Day 75
PRIMARY TOOLS & MATERIALS:
PAPER, WACOM TABLET
Additional Tools & Materials: inkjet printer, tape, scanner, tracing paper, Adobe Photoshop
This letter is one of the more literal ones I've made. The combination was supposed to be paper and computer hardware. So I scanned and printed a letter, cut it out, taped it directly onto the surface of my Wacom Bamboo tablet, and traced it from there, barely looking up at the screen.
I started with another amazing example of antique woodcut type from Rob Roy Kelly's book American Wood Type. The sample I scanned (seen in image 9) is an uncredited sample from George Nesbitt's 1838 type collection, thought to originate in France (Kelly p297). I chose it because it's angular and simple, but with enough detail that I could change its appearance easily depending on what Photoshop brushes I used to trace it.
As I said, I scanned this page from the book, isolated the O, printed it out and taped it directly to my Wacom tablet. The tablet I have, the Bamboo, does not have a live drawing screen - it's essentially a large trackpad, so you have to watch what you're drawing on the screen rather than watching your hand, which feels a little unnatural. Since I had a pattern to copy, I decided to trace it by hand while looking only at my hand, ensuring that I was copying the letter faithfully. Sometimes when looking at the screen instead of my hand, I have a hard time following straight lines, because often the angle of the screen is different from the angle I'm holding the tablet. Keeping my eyes on the tablet is one way to counteract that result.

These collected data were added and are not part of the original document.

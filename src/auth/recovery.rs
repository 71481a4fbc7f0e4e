use chrono::{Duration, Utc};
use sqlx::PgPool;

use crate::auth::password;
use crate::db;
use crate::error::AppError;
use crate::models::RecoveryToken;

/// Recovery codes are exactly four digits.
pub const CODE_LENGTH: usize = 4;

/// Issued tokens stay redeemable for one hour.
const TOKEN_TTL_MINUTES: i64 = 60;

/// Uniformly-random four-digit code from the thread-local CSPRNG.
pub fn generate_code() -> String {
    rand::random_range(1000u32..10000).to_string()
}

/// Generate a code, store its hash as a fresh `pending` row and hand the
/// plaintext back for out-of-band delivery. Earlier pending rows for the
/// same user stay valid; multiple outstanding tokens are legal.
pub async fn issue(pool: &PgPool, user_id: i64) -> Result<String, AppError> {
    let code = generate_code();

    let plaintext = code.clone();
    let token_hash = tokio::task::spawn_blocking(move || password::hash(&plaintext))
        .await
        .map_err(|e| AppError::Internal(format!("Token hash task failed: {e}")))?
        .map_err(AppError::Internal)?;

    let expires_at = Utc::now() + Duration::minutes(TOKEN_TTL_MINUTES);
    let token = db::recovery_tokens::create(pool, user_id, &token_hash, expires_at).await?;

    tracing::debug!(user_id, token_id = token.id, "issued recovery token");
    Ok(code)
}

/// Redeem a recovery code: find the matching pending row and, in a single
/// transaction, replace the user's password hash and retire the row. The
/// token transition is a compare-and-set, so of two concurrent
/// validations racing on the same row only the first commits; the loser
/// rolls back with nothing applied.
pub async fn validate(pool: &PgPool, code: &str, new_password: &str) -> Result<(), AppError> {
    if code.len() != CODE_LENGTH || !code.chars().all(|c| c.is_ascii_digit()) {
        return Err(AppError::Validation(format!(
            "The recovery token must be exactly {CODE_LENGTH} digits"
        )));
    }
    if new_password.len() < 8 {
        return Err(AppError::Validation(
            "Password must be at least 8 characters".to_string(),
        ));
    }

    let candidates = db::recovery_tokens::find_pending_unexpired(pool, Utc::now()).await?;

    // Verify against every candidate and keep the first match, instead of
    // breaking early; the scan cost then does not depend on which row
    // matched.
    let code_owned = code.to_string();
    let matched = tokio::task::spawn_blocking(move || {
        let mut matched: Option<RecoveryToken> = None;
        for candidate in candidates {
            let is_match = match password::verify(&code_owned, &candidate.token_hash) {
                Ok(is_match) => is_match,
                Err(e) => {
                    tracing::warn!(token_id = candidate.id, "unreadable recovery token hash: {e}");
                    false
                }
            };
            if is_match && matched.is_none() {
                matched = Some(candidate);
            }
        }
        matched
    })
    .await
    .map_err(|e| AppError::Internal(format!("Token scan task failed: {e}")))?;

    let token = matched.ok_or(AppError::InvalidOrExpiredToken)?;

    let new_password = new_password.to_string();
    let new_hash = tokio::task::spawn_blocking(move || password::hash(&new_password))
        .await
        .map_err(|e| AppError::Internal(format!("Password hash task failed: {e}")))?
        .map_err(AppError::Internal)?;

    let mut tx = pool.begin().await?;
    db::users::update_password(&mut *tx, token.user_id, &new_hash).await?;
    if !db::recovery_tokens::transition_to_used(&mut *tx, token.id).await? {
        // A concurrent validate claimed this row first.
        tx.rollback().await?;
        return Err(AppError::InvalidOrExpiredToken);
    }
    tx.commit().await?;

    tracing::info!(user_id = token.user_id, token_id = token.id, "password reset via recovery token");
    Ok(())
}
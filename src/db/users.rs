use sqlx::PgPool;

use crate::models::{User, UserStatus};

pub async fn create(
    pool: &PgPool,
    name: &str,
    username: &str,
    mail: &str,
    password_hash: &str,
) -> Result<User, sqlx::Error> {
    sqlx::query_as::<_, User>(
        "INSERT INTO users (name, username, mail, password_hash)
         VALUES ($1, $2, $3, $4) RETURNING *",
    )
    .bind(name)
    .bind(username)
    .bind(mail)
    .bind(password_hash)
    .fetch_one(pool)
    .await
}

pub async fn find_by_mail(pool: &PgPool, mail: &str) -> Result<Option<User>, sqlx::Error> {
    sqlx::query_as::<_, User>("SELECT * FROM users WHERE mail = $1")
        .bind(mail)
        .fetch_optional(pool)
        .await
}

pub async fn list_all(pool: &PgPool) -> Result<Vec<User>, sqlx::Error> {
    sqlx::query_as::<_, User>("SELECT * FROM users ORDER BY created_at DESC")
        .fetch_all(pool)
        .await
}

/// Generic over the executor so the reset flow can run it inside the same
/// transaction that retires the recovery token.
pub async fn update_password<'e, E: sqlx::PgExecutor<'e>>(
    executor: E,
    id: i64,
    password_hash: &str,
) -> Result<(), sqlx::Error> {
    sqlx::query("UPDATE users SET password_hash = $2 WHERE id = $1")
        .bind(id)
        .bind(password_hash)
        .execute(executor)
        .await?;
    Ok(())
}

/// Returns false when no row matched the id.
pub async fn update_status(
    pool: &PgPool,
    id: i64,
    status: UserStatus,
) -> Result<bool, sqlx::Error> {
    let result = sqlx::query("UPDATE users SET status = $2 WHERE id = $1")
        .bind(id)
        .bind(status)
        .execute(pool)
        .await?;
    Ok(result.rows_affected() > 0)
}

I traced the letter several times, using a variety of chalk, pencil, and watercolor brushes in Photoshop. Sometimes I traced only the outline, sometimes I filled it with a color and texture, and sometimes I traced over the original so it can still be seen underneath (see numbers 1 and 5). I always waited to look at the screen until after I had completed my line work, and this is why some of my facet lines are missing. I thought it would be more authentic to keep these mistakes, since the only reason I missed them was because I was purposefully not looking at the screen, having to keep track of which lines I had and hadn't traced yet.
This simple study did a lot to help me diagnose my own hangups with drawing on an external tablet. There is such a disconnect between your eyes and hands that sometimes it's hard to connect them on the screen. However, I think this direct tracing method is an effective (though not perfect) way to make that feel a little more natural, and most of the letters I created do closely resemble the original.
Citations:
Kelly, Rob Roy. American Wood Type. Saratoga, CA: Liber Apertus, 2010. Print.